Hiring and retaining people with disabilities and involving them in the development and production of products and services will be an important strategy for accessing this market. Several companies, including Starbucks, Northrop Grumman, AT&T, and Ernst & Young, have increased their inclusive hiring practices, recognizing that hiring people with disabilities can improve the bottom line and increase customer loyalty.
The report also suggests including adults with disabilities in advertising and marketing efforts, and training employees on working with and meeting the needs of those with disabilities.
Several U.S. companies are already demonstrating how being inclusive not only benefits people with disabilities, but also helps the bottom line. For example, the report highlights clothing company Tommy Hilfiger which developed an accessible clothing line that has design elements that are friendly to those with disabilities, including magnetic closures and adjustable sleeves and pant legs. In response to a request from a customer with cerebral palsy, Nike developed technology for its shoes that offers a wraparound zipper and adjustable top. And online retailer Zappos launched a dedicated website that sells shoes and clothing that are easily used by people with physical disabilities, and sensory-friendly clothing for people on the autism spectrum and those who live with nerve pain and tenderness.
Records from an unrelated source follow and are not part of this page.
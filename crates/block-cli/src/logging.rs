//! Tracing subscriber setup

use tracing_subscriber::EnvFilter;

/// Filter directive for the subscriber: `--verbose` wins, then `RUST_LOG`,
/// then the configured level.
pub fn filter_directive(configured: &str, verbose: bool, env: Option<&str>) -> String {
    if verbose {
        return "debug".to_string();
    }
    match env.map(str::trim).filter(|value| !value.is_empty()) {
        Some(value) => value.to_string(),
        None => configured.to_string(),
    }
}

/// Install the global subscriber, writing to stderr so command output stays
/// clean on stdout.
pub fn init(configured: &str, verbose: bool) {
    let env = std::env::var(EnvFilter::DEFAULT_ENV).ok();
    let directive = filter_directive(configured, verbose, env.as_deref());
    let filter = EnvFilter::try_new(&directive).unwrap_or_else(|_| EnvFilter::new("warn"));

    let installed = tracing_subscriber::fmt()
        .with_env_filter(filter)
        .with_writer(std::io::stderr)
        .with_target(verbose)
        .try_init();
    if installed.is_ok() {
        tracing::debug!(%directive, "Logging initialised");
    }
}
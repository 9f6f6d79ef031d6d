//! HTML tokenizer.
//!
//! Produces a flat stream of start tags, end tags, text and comments. Tag and
//! attribute names are lowercased and character references are decoded in
//! text and attribute values. The contents of `script`, `style`, `textarea`
//! and `title` are read as raw text up to the matching end tag.

use crate::error::{Error, Result};
use html_escape::decode_html_entities;

/// Elements whose content is not parsed as markup.
pub const RAW_TEXT_ELEMENTS: &[&str] = &["script", "style", "textarea", "title"];

/// A single lexical unit of HTML.
#[derive(Debug, Clone, PartialEq, Eq)]
pub enum Token {
    StartTag {
        name: String,
        attributes: Vec<(String, String)>,
        self_closing: bool,
    },
    EndTag {
        name: String,
    },
    Text(String),
    Comment(String),
}

impl Token {
    pub fn is_whitespace_text(&self) -> bool {
        matches!(self, Token::Text(text) if text.trim().is_empty())
    }
}

/// Tokenizes `html`, failing on an unterminated tag or comment.
///
/// # Example
/// ```
/// use block_html::{Token, tokenize};
///
/// let tokens = tokenize("<P Class=\"a\">x &amp; y</p>").unwrap();
/// assert_eq!(tokens[1], Token::Text("x & y".into()));
/// ```
pub fn tokenize(html: &str) -> Result<Vec<Token>> {
    Tokenizer::new(html, true).run()
}

/// Tokenizes `html`, reading unterminated constructs as text or running them
/// to the end of the input.
pub fn tokenize_lenient(html: &str) -> Vec<Token> {
    // The lenient tokenizer has no failing paths.
    Tokenizer::new(html, false).run().unwrap_or_default()
}

struct Tokenizer<'a> {
    input: &'a str,
    pos: usize,
    strict: bool,
    tokens: Vec<Token>,
    text_start: usize,
}

impl<'a> Tokenizer<'a> {
    fn new(input: &'a str, strict: bool) -> Self {
        Self {
            input,
            pos: 0,
            strict,
            tokens: Vec::new(),
            text_start: 0,
        }
    }

    fn rest(&self) -> &'a str {
        &self.input[self.pos..]
    }

    fn run(mut self) -> Result<Vec<Token>> {
        while let Some(rel) = self.rest().find('<') {
            let lt = self.pos + rel;
            self.pos = lt;
            let after = &self.input[lt + 1..];

            if after.starts_with("!--") {
                self.flush_text(lt);
                self.read_comment(lt)?;
            } else if after.starts_with('!') || after.starts_with('?') {
                self.flush_text(lt);
                self.read_bogus_comment(lt)?;
            } else if after.starts_with('/')
                && after[1..].starts_with(|c: char| c.is_ascii_alphabetic())
            {
                self.flush_text(lt);
                self.read_end_tag(lt)?;
            } else if after.starts_with(|c: char| c.is_ascii_alphabetic()) {
                self.flush_text(lt);
                self.read_start_tag(lt)?;
            } else {
                // A lone `<` is text.
                self.pos = lt + 1;
                continue;
            }
            self.text_start = self.pos;
        }
        self.flush_text(self.input.len());
        Ok(self.tokens)
    }

    fn flush_text(&mut self, end: usize) {
        if end > self.text_start {
            let raw = &self.input[self.text_start..end];
            self.push_text(decode_html_entities(raw).into_owned());
        }
        self.text_start = end;
    }

    fn push_text(&mut self, text: String) {
        if let Some(Token::Text(prev)) = self.tokens.last_mut() {
            prev.push_str(&text);
        } else {
            self.tokens.push(Token::Text(text));
        }
    }

    /// Handles a construct that ran off the end of the input.
    fn unterminated(&mut self, error: Error, start: usize) -> Result<()> {
        if self.strict {
            return Err(error);
        }
        self.text_start = start;
        self.pos = self.input.len();
        self.flush_text(self.input.len());
        Ok(())
    }

    fn read_comment(&mut self, start: usize) -> Result<()> {
        let body_start = start + 4;
        match self.input[body_start..].find("-->") {
            Some(rel) => {
                let body = &self.input[body_start..body_start + rel];
                self.tokens.push(Token::Comment(body.to_string()));
                self.pos = body_start + rel + 3;
                Ok(())
            }
            None if self.strict => Err(Error::UnterminatedComment { offset: start }),
            None => {
                let body = &self.input[body_start..];
                self.tokens.push(Token::Comment(body.to_string()));
                self.pos = self.input.len();
                Ok(())
            }
        }
    }

    fn read_bogus_comment(&mut self, start: usize) -> Result<()> {
        let body_start = start + 2;
        match self.input[body_start..].find('>') {
            Some(rel) => {
                let body = &self.input[body_start..body_start + rel];
                self.tokens.push(Token::Comment(body.to_string()));
                self.pos = body_start + rel + 1;
                Ok(())
            }
            None => self.unterminated(Error::UnterminatedTag { offset: start }, start),
        }
    }

    fn read_end_tag(&mut self, start: usize) -> Result<()> {
        let name_start = start + 2;
        let Some(rel) = self.input[name_start..].find('>') else {
            return self.unterminated(Error::UnterminatedTag { offset: start }, start);
        };
        let inner = &self.input[name_start..name_start + rel];
        let name = inner
            .split(|c: char| c.is_whitespace() || c == '/')
            .next()
            .unwrap_or_default()
            .to_ascii_lowercase();
        self.tokens.push(Token::EndTag { name });
        self.pos = name_start + rel + 1;
        Ok(())
    }

    fn read_start_tag(&mut self, start: usize) -> Result<()> {
        let bytes = self.input.as_bytes();
        let len = bytes.len();
        let mut i = start + 1;

        let name_start = i;
        while i < len && !is_tag_boundary(bytes[i]) {
            i += 1;
        }
        let name = self.input[name_start..i].to_ascii_lowercase();

        let mut attributes: Vec<(String, String)> = Vec::new();
        let mut self_closing = false;
        loop {
            while i < len && bytes[i].is_ascii_whitespace() {
                i += 1;
            }
            if i >= len {
                return self.unterminated(Error::UnterminatedTag { offset: start }, start);
            }
            match bytes[i] {
                b'>' => {
                    i += 1;
                    break;
                }
                b'/' => {
                    i += 1;
                    if i < len && bytes[i] == b'>' {
                        self_closing = true;
                        i += 1;
                        break;
                    }
                    continue;
                }
                _ => {}
            }

            let attr_start = i;
            while i < len && !is_tag_boundary(bytes[i]) && bytes[i] != b'=' {
                i += 1;
            }
            // A stray `=` with no name is consumed as part of the name.
            if i == attr_start {
                i += 1;
            }
            let attr_name = self.input[attr_start..i].to_ascii_lowercase();

            while i < len && bytes[i].is_ascii_whitespace() {
                i += 1;
            }
            let mut value = String::new();
            if i < len && bytes[i] == b'=' {
                i += 1;
                while i < len && bytes[i].is_ascii_whitespace() {
                    i += 1;
                }
                if i < len && (bytes[i] == b'"' || bytes[i] == b'\'') {
                    let quote = bytes[i] as char;
                    let value_start = i + 1;
                    let Some(rel) = self.input[value_start..].find(quote) else {
                        return self.unterminated(Error::UnterminatedTag { offset: start }, start);
                    };
                    value = decode_html_entities(&self.input[value_start..value_start + rel])
                        .into_owned();
                    i = value_start + rel + 1;
                } else {
                    let value_start = i;
                    while i < len && !bytes[i].is_ascii_whitespace() && bytes[i] != b'>' {
                        i += 1;
                    }
                    value = decode_html_entities(&self.input[value_start..i]).into_owned();
                }
            }
            if !attributes.iter().any(|(existing, _)| *existing == attr_name) {
                attributes.push((attr_name, value));
            }
        }

        self.pos = i;
        let raw_text = RAW_TEXT_ELEMENTS.contains(&name.as_str()) && !self_closing;
        self.tokens.push(Token::StartTag {
            name: name.clone(),
            attributes,
            self_closing,
        });
        if raw_text {
            self.read_raw_text(&name);
        }
        Ok(())
    }

    /// Reads the content of a raw-text element up to its end tag.
    fn read_raw_text(&mut self, name: &str) {
        let body_start = self.pos;
        let closer = format!("</{name}");
        let haystack = self.input[body_start..].to_ascii_lowercase();
        let body_end = haystack
            .find(&closer)
            .map_or(self.input.len(), |rel| body_start + rel);

        let body = &self.input[body_start..body_end];
        if !body.is_empty() {
            let text = if matches!(name, "script" | "style") {
                body.to_string()
            } else {
                decode_html_entities(body).into_owned()
            };
            self.push_text(text);
        }
        self.pos = body_end;
        self.text_start = body_end;
    }
}

fn is_tag_boundary(byte: u8) -> bool {
    byte.is_ascii_whitespace() || byte == b'/' || byte == b'>'
}

#[cfg(test)]
mod tests {
    use super::*;
    use pretty_assertions::assert_eq;

    fn start(name: &str, attributes: &[(&str, &str)]) -> Token {
        Token::StartTag {
            name: name.to_string(),
            attributes: attributes
                .iter()
                .map(|(k, v)| (k.to_string(), v.to_string()))
                .collect(),
            self_closing: false,
        }
    }

    #[test]
    fn test_tokenize_simple_element() {
        let tokens = tokenize("<p class=\"a b\">Hello</p>").unwrap();
        assert_eq!(
            tokens,
            vec![
                start("p", &[("class", "a b")]),
                Token::Text("Hello".into()),
                Token::EndTag { name: "p".into() },
            ]
        );
    }

    #[test]
    fn test_tokenize_attribute_forms() {
        let tokens = tokenize("<input disabled value=x data-a='1' TYPE = \"text\">").unwrap();
        assert_eq!(
            tokens,
            vec![start(
                "input",
                &[("disabled", ""), ("value", "x"), ("data-a", "1"), ("type", "text")]
            )]
        );
    }

    #[test]
    fn test_tokenize_self_closing() {
        let tokens = tokenize("<br/><img src=\"a.png\" />").unwrap();
        assert!(matches!(&tokens[0], Token::StartTag { name, self_closing: true, .. } if name == "br"));
        assert!(matches!(&tokens[1], Token::StartTag { self_closing: true, .. }));
    }

    #[test]
    fn test_tokenize_comment() {
        let tokens = tokenize("a<!-- note -->b").unwrap();
        assert_eq!(
            tokens,
            vec![
                Token::Text("a".into()),
                Token::Comment(" note ".into()),
                Token::Text("b".into()),
            ]
        );
    }

    #[test]
    fn test_tokenize_decodes_entities() {
        let tokens = tokenize("<a title=\"&quot;x&quot;\">&lt;tag&gt;</a>").unwrap();
        assert_eq!(tokens[0], start("a", &[("title", "\"x\"")]));
        assert_eq!(tokens[1], Token::Text("<tag>".into()));
    }

    #[test]
    fn test_lone_angle_bracket_is_text() {
        let tokens = tokenize("1 < 2").unwrap();
        assert_eq!(tokens, vec![Token::Text("1 < 2".into())]);
    }

    #[test]
    fn test_raw_text_elements() {
        let tokens = tokenize("<script>if (a < b) {}</script>").unwrap();
        assert_eq!(tokens[1], Token::Text("if (a < b) {}".into()));
        assert_eq!(tokens[2], Token::EndTag { name: "script".into() });
    }

    #[test]
    fn test_strict_rejects_unterminated() {
        assert_eq!(
            tokenize("<p class=\"x"),
            Err(Error::UnterminatedTag { offset: 0 })
        );
        assert_eq!(
            tokenize("x<!-- open"),
            Err(Error::UnterminatedComment { offset: 1 })
        );
    }

    #[test]
    fn test_lenient_keeps_unterminated_as_text() {
        assert_eq!(
            tokenize_lenient("a <p class"),
            vec![Token::Text("a <p class".into())]
        );
    }
}
//! Word list paragraphs

use block_html::{NodeId, Tree};
use regex::Regex;
use std::sync::LazyLock;

use crate::filter::{FilterContext, NodeFilter, deep_filter, prev_element_sibling, style_declarations};

static LEVEL_PATTERN: LazyLock<Regex> =
    LazyLock::new(|| Regex::new(r"(?i)mso-list\s*:[^;]+level([0-9]+)").expect("Invalid list level regex"));

fn has_list_style(tree: &Tree, node: NodeId) -> bool {
    tree.attr(node, "style").is_some_and(|style| style.contains("mso-list"))
}

fn is_list(tree: &Tree, node: NodeId) -> bool {
    tree.is_tag(node, "ol") || tree.is_tag(node, "ul")
}

/// Removes the bullet and numbering runs Word marks with `mso-list: Ignore`.
#[derive(Debug, Default)]
pub struct MsListIgnoreFilter;

impl NodeFilter for MsListIgnoreFilter {
    fn name(&self) -> &'static str {
        "ms-list-ignore"
    }

    fn apply(&self, tree: &mut Tree, node: NodeId, _context: &FilterContext<'_>) {
        if !tree.is_element(node) || !has_list_style(tree, node) {
            return;
        }
        let ignored = tree.attr(node, "style").is_some_and(|style| {
            style_declarations(style)
                .iter()
                .any(|(key, value)| key == "mso-list" && value.eq_ignore_ascii_case("ignore"))
        });
        if ignored {
            tree.remove(node);
        }
    }
}

/// Turns Word's list paragraphs into nested `ul`/`ol` lists.
///
/// Word exports every list item as a `p` with an `mso-list` style naming
/// its nesting level. Consecutive items are gathered into the list that
/// precedes them.
#[derive(Debug, Default)]
pub struct MsListFilter;

impl NodeFilter for MsListFilter {
    fn name(&self) -> &'static str {
        "ms-list"
    }

    fn apply(&self, tree: &mut Tree, node: NodeId, context: &FilterContext<'_>) {
        if !tree.is_tag(node, "p") || !has_list_style(tree, node) {
            return;
        }

        let list = match prev_element_sibling(tree, node).filter(|prev| is_list(tree, *prev)) {
            Some(list) => list,
            None => {
                let marker = tree.text_content(node).trim().chars().next();
                let list = match marker.filter(|c| matches!(c, '1' | 'i' | 'I' | 'a' | 'A')) {
                    Some(kind) => {
                        tree.create_element_with_attrs("ol", vec![("type".to_string(), kind.to_string())])
                    }
                    None => tree.create_element("ul"),
                };
                tree.insert_before(node, list);
                list
            }
        };
        let list_tag = tree.tag_name(list).unwrap_or("ul").to_string();

        let item = tree.create_element("li");
        tree.move_children(node, item);

        let level = tree
            .attr(node, "style")
            .and_then(|style| LEVEL_PATTERN.captures(style))
            .and_then(|caps| caps[1].parse::<usize>().ok())
            .map_or(0, |level| level.saturating_sub(1));

        let mut receiver = list;
        for _ in 0..level {
            receiver = tree.last_child(receiver).unwrap_or(receiver);
            if is_list(tree, receiver) {
                receiver = tree.last_child(receiver).unwrap_or(receiver);
            }
        }
        if !is_list(tree, receiver) {
            let nested = tree.create_element(&list_tag);
            tree.append(receiver, nested);
            receiver = nested;
        }
        tree.append(receiver, item);
        // The item must be in the tree for the walk to reach its markers.
        deep_filter(tree, item, &[&MsListIgnoreFilter], context);
        tree.remove(node);
    }
}

#[cfg(test)]
mod tests {
    use super::*;
    use crate::filters::tests::run;
    use pretty_assertions::assert_eq;

    #[test]
    fn test_ignored_marker_is_removed() {
        assert_eq!(
            run(&MsListIgnoreFilter, r#"<p><span style="mso-list:Ignore">1.</span>One</p>"#),
            "<p>One</p>"
        );
    }

    #[test]
    fn test_builds_nested_bullet_list() {
        let html = concat!(
            r#"<p style="mso-list:l0 level1 lfo1"><span style="mso-list:Ignore">·</span>One</p>"#,
            r#"<p style="mso-list:l0 level2 lfo1"><span style="mso-list:Ignore">o</span>Two</p>"#,
            r#"<p style="mso-list:l0 level1 lfo1"><span style="mso-list:Ignore">·</span>Three</p>"#,
        );
        assert_eq!(
            run(&MsListFilter, html),
            "<ul><li>One<ul><li>Two</li></ul></li><li>Three</li></ul>"
        );
    }

    #[test]
    fn test_numbered_list_keeps_type() {
        let html = r#"<p style="mso-list:l0 level1 lfo1"><span style="mso-list:Ignore">1.</span>First</p>"#;
        assert_eq!(run(&MsListFilter, html), r#"<ol type="1"><li>First</li></ol>"#);
    }

    #[test]
    fn test_plain_paragraph_untouched() {
        assert_eq!(run(&MsListFilter, "<p>Plain</p>"), "<p>Plain</p>");
    }
}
The report, A Hidden Market: The Purchasing Power of People With Disabilities, was written by AIR researchers Michelle Yin, Dahlia Shaewitz, Cynthia Overton, and Deeza-Mae Smith and used data from the U.S. Census Bureau’s American Community Survey.
To calculate disposable and discretionary income, the researchers followed methods created by the Census Bureau and the Consumer Research Center of the Conference Board. To help businesses better understand this market, the researchers broke down disposable and discretionary income data by disability type and state, which can help focus and target marketing efforts.